What is being asked>
From the first line to the last, print the records exactly.

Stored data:
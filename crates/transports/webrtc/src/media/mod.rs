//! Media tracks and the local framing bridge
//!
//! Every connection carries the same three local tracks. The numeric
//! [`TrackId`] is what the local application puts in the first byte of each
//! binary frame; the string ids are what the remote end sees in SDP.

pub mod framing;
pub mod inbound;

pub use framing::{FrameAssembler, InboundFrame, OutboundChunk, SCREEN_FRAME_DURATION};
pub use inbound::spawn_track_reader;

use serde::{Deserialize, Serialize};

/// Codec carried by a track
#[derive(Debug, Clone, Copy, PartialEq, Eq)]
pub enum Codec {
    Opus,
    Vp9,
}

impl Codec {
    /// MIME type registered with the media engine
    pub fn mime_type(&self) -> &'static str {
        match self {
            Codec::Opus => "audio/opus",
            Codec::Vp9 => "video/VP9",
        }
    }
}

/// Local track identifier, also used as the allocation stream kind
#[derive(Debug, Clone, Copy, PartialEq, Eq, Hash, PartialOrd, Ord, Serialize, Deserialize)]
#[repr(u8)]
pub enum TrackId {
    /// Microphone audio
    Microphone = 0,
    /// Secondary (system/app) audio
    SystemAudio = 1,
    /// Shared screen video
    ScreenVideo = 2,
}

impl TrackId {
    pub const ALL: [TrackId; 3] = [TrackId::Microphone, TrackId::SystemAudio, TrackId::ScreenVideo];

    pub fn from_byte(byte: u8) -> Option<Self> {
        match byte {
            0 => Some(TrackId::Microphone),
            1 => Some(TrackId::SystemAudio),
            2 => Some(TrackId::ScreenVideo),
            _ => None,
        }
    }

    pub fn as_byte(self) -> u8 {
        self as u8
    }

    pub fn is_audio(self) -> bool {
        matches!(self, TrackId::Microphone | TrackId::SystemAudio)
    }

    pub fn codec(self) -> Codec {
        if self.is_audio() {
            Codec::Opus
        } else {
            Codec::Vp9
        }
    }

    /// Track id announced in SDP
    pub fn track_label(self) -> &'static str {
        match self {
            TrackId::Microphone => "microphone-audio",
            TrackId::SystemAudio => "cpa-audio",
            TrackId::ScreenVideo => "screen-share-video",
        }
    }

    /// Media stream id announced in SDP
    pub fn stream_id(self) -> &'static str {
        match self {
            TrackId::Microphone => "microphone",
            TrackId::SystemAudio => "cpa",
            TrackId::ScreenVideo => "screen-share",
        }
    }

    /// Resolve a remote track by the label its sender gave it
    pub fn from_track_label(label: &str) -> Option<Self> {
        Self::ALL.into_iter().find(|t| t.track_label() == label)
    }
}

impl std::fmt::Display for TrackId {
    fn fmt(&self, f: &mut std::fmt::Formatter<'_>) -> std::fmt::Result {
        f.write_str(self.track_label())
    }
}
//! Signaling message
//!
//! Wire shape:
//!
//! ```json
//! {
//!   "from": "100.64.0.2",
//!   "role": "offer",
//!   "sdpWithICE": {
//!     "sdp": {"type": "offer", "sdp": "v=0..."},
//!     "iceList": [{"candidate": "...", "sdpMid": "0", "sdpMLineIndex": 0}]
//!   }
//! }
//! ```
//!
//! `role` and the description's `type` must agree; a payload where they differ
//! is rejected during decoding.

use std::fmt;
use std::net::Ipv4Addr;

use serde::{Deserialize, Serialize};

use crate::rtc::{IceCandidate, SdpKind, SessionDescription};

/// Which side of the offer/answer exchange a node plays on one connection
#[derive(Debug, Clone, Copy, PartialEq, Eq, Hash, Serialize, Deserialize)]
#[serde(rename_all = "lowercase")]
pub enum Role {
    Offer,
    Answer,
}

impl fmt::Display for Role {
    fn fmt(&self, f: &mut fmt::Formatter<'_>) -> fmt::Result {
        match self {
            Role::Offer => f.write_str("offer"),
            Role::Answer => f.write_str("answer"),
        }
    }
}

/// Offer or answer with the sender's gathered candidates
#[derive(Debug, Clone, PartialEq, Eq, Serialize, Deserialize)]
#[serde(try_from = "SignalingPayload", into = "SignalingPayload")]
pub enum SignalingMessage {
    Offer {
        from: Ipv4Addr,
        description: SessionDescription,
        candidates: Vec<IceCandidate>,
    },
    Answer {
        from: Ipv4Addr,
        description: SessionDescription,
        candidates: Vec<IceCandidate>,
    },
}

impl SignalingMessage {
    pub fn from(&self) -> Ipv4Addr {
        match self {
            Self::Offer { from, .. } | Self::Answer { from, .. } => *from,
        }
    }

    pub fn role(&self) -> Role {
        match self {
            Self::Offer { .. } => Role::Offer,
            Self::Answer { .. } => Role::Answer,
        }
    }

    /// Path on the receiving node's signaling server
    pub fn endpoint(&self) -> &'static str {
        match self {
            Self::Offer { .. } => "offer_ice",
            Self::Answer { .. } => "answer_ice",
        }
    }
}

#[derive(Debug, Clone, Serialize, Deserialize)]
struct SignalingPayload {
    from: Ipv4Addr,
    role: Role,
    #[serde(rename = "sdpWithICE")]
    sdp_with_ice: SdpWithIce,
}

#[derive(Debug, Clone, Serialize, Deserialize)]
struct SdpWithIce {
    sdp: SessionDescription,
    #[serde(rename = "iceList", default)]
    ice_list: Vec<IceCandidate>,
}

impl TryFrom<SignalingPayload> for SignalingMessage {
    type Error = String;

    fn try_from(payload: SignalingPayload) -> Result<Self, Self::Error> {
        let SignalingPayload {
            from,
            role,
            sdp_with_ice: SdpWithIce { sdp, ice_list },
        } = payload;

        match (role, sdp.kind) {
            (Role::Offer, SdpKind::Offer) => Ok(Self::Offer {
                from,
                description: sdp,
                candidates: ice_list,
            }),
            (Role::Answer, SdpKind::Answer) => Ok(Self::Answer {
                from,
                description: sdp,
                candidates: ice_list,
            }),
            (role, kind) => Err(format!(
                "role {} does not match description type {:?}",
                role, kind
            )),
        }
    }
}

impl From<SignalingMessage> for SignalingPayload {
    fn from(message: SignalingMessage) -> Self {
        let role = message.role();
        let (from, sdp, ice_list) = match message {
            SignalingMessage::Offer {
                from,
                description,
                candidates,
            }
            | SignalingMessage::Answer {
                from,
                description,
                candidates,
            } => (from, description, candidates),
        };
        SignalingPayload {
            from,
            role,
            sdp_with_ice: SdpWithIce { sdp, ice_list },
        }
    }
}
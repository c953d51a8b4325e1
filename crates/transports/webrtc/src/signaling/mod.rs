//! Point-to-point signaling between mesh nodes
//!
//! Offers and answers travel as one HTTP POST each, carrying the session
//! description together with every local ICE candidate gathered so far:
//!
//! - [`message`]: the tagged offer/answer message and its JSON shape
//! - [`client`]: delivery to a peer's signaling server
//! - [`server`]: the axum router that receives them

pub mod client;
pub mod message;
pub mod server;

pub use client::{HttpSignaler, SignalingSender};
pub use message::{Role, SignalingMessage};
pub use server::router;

Response for this exercise>
filename crates/transports/webrtc/src/media/mod.rs
//! Media tracks and the local framing bridge
//!
//! Every connection carries the same three local tracks. The numeric
//! [`TrackId`] is what the local application puts in the first byte of each
//! binary frame; the string ids are what the remote end sees in SDP.

pub mod framing;
pub mod inbound;

pub use framing::{FrameAssembler, InboundFrame, OutboundChunk, SCREEN_FRAME_DURATION};
pub use inbound::spawn_track_reader;

use serde::{Deserialize, Serialize};

/// Codec carried by a track
#[derive(Debug, Clone, Copy, PartialEq, Eq)]
pub enum Codec {
    Opus,
    Vp9,
}

impl Codec {
    /// MIME type registered with the media engine
    pub fn mime_type(&self) -> &'static str {
        match self {
            Codec::Opus => "audio/opus",
            Codec::Vp9 => "video/VP9",
        }
    }
}

/// Local track identifier, also used as the allocation stream kind
#[derive(Debug, Clone, Copy, PartialEq, Eq, Hash, PartialOrd, Ord, Serialize, Deserialize)]
#[repr(u8)]
pub enum TrackId {
    /// Microphone audio
    Microphone = 0,
    /// Secondary (system/app) audio
    SystemAudio = 1,
    /// Shared screen video
    ScreenVideo = 2,
}

impl TrackId {
    pub const ALL: [TrackId; 3] = [TrackId::Microphone, TrackId::SystemAudio, TrackId::ScreenVideo];

    pub fn from_byte(byte: u8) -> Option<Self> {
        match byte {
            0 => Some(TrackId::Microphone),
            1 => Some(TrackId::SystemAudio),
            2 => Some(TrackId::ScreenVideo),
            _ => None,
        }
    }

    pub fn as_byte(self) -> u8 {
        self as u8
    }

    pub fn is_audio(self) -> bool {
        matches!(self, TrackId::Microphone | TrackId::SystemAudio)
    }

    pub fn codec(self) -> Codec {
        if self.is_audio() {
            Codec::Opus
        } else {
            Codec::Vp9
        }
    }

    /// Track id announced in SDP
    pub fn track_label(self) -> &'static str {
        match self {
            TrackId::Microphone => "microphone-audio",
            TrackId::SystemAudio => "cpa-audio",
            TrackId::ScreenVideo => "screen-share-video",
        }
    }

    /// Media stream id announced in SDP
    pub fn stream_id(self) -> &'static str {
        match self {
            TrackId::Microphone => "microphone",
            TrackId::SystemAudio => "cpa",
            TrackId::ScreenVideo => "screen-share",
        }
    }

    /// Resolve a remote track by the label its sender gave it
    pub fn from_track_label(label: &str) -> Option<Self> {
        Self::ALL.into_iter().find(|t| t.track_label() == label)
    }
}

impl std::fmt::Display for TrackId {
    fn fmt(&self, f: &mut std::fmt::Formatter<'_>) -> std::fmt::Result {
        f.write_str(self.track_label())
    }
}
//! Signaling message
//!
//! Wire shape:
//!
//! ```json
//! {
//!   "from": "100.64.0.2",
//!   "role": "offer",
//!   "sdpWithICE": {
//!     "sdp": {"type": "offer", "sdp": "v=0..."},
//!     "iceList": [{"candidate": "...", "sdpMid": "0", "sdpMLineIndex": 0}]
//!   }
//! }
//! ```
//!
//! `role` and the description's `type` must agree; a payload where they differ
//! is rejected during decoding.

use std::fmt;
use std::net::Ipv4Addr;

use serde::{Deserialize, Serialize};

use crate::rtc::{IceCandidate, SdpKind, SessionDescription};

/// Which side of the offer/answer exchange a node plays on one connection
#[derive(Debug, Clone, Copy, PartialEq, Eq, Hash, Serialize, Deserialize)]
#[serde(rename_all = "lowercase")]
pub enum Role {
    Offer,
    Answer,
}

impl fmt::Display for Role {
    fn fmt(&self, f: &mut fmt::Formatter<'_>) -> fmt::Result {
        match self {
            Role::Offer => f.write_str("offer"),
            Role::Answer => f.write_str("answer"),
        }
    }
}

/// Offer or answer with the sender's gathered candidates
#[derive(Debug, Clone, PartialEq, Eq, Serialize, Deserialize)]
#[serde(try_from = "SignalingPayload", into = "SignalingPayload")]
pub enum SignalingMessage {
    Offer {
        from: Ipv4Addr,
        description: SessionDescription,
        candidates: Vec<IceCandidate>,
    },
    Answer {
        from: Ipv4Addr,
        description: SessionDescription,
        candidates: Vec<IceCandidate>,
    },
}

impl SignalingMessage {
    pub fn from(&self) -> Ipv4Addr {
        match self {
            Self::Offer { from, .. } | Self::Answer { from, .. } => *from,
        }
    }

    pub fn role(&self) -> Role {
        match self {
            Self::Offer { .. } => Role::Offer,
            Self::Answer { .. } => Role::Answer,
        }
    }

    /// Path on the receiving node's signaling server
    pub fn endpoint(&self) -> &'static str {
        match self {
            Self::Offer { .. } => "offer_ice",
            Self::Answer { .. } => "answer_ice",
        }
    }
}

#[derive(Debug, Clone, Serialize, Deserialize)]
struct SignalingPayload {
    from: Ipv4Addr,
    role: Role,
    #[serde(rename = "sdpWithICE")]
    sdp_with_ice: SdpWithIce,
}

#[derive(Debug, Clone, Serialize, Deserialize)]
struct SdpWithIce {
    sdp: SessionDescription,
    #[serde(rename = "iceList", default)]
    ice_list: Vec<IceCandidate>,
}

impl TryFrom<SignalingPayload> for SignalingMessage {
    type Error = String;

    fn try_from(payload: SignalingPayload) -> Result<Self, Self::Error> {
        let SignalingPayload {
            from,
            role,
            sdp_with_ice: SdpWithIce { sdp, ice_list },
        } = payload;

        match (role, sdp.kind) {
            (Role::Offer, SdpKind::Offer) => Ok(Self::Offer {
                from,
                description: sdp,
                candidates: ice_list,
            }),
            (Role::Answer, SdpKind::Answer) => Ok(Self::Answer {
                from,
                description: sdp,
                candidates: ice_list,
            }),
            (role, kind) => Err(format!(
                "role {} does not match description type {:?}",
                role, kind
            )),
        }
    }
}

impl From<SignalingMessage> for SignalingPayload {
    fn from(message: SignalingMessage) -> Self {
        let role = message.role();
        let (from, sdp, ice_list) = match message {
            SignalingMessage::Offer {
                from,
                description,
                candidates,
            }
            | SignalingMessage::Answer {
                from,
                description,
                candidates,
            } => (from, description, candidates),
        };
        SignalingPayload {
            from,
            role,
            sdp_with_ice: SdpWithIce { sdp, ice_list },
        }
    }
}
repository c953d51a8b4325e1
filename crates/transports/webrtc/src/signaling/mod.rs
//! Point-to-point signaling between mesh nodes
//!
//! Offers and answers travel as one HTTP POST each, carrying the session
//! description together with every local ICE candidate gathered so far:
//!
//! - [`message`]: the tagged offer/answer message and its JSON shape
//! - [`client`]: delivery to a peer's signaling server
//! - [`server`]: the axum router that receives them

pub mod client;
pub mod message;
pub mod server;

pub use client::{HttpSignaler, SignalingSender};
pub use message::{Role, SignalingMessage};
pub use server::router;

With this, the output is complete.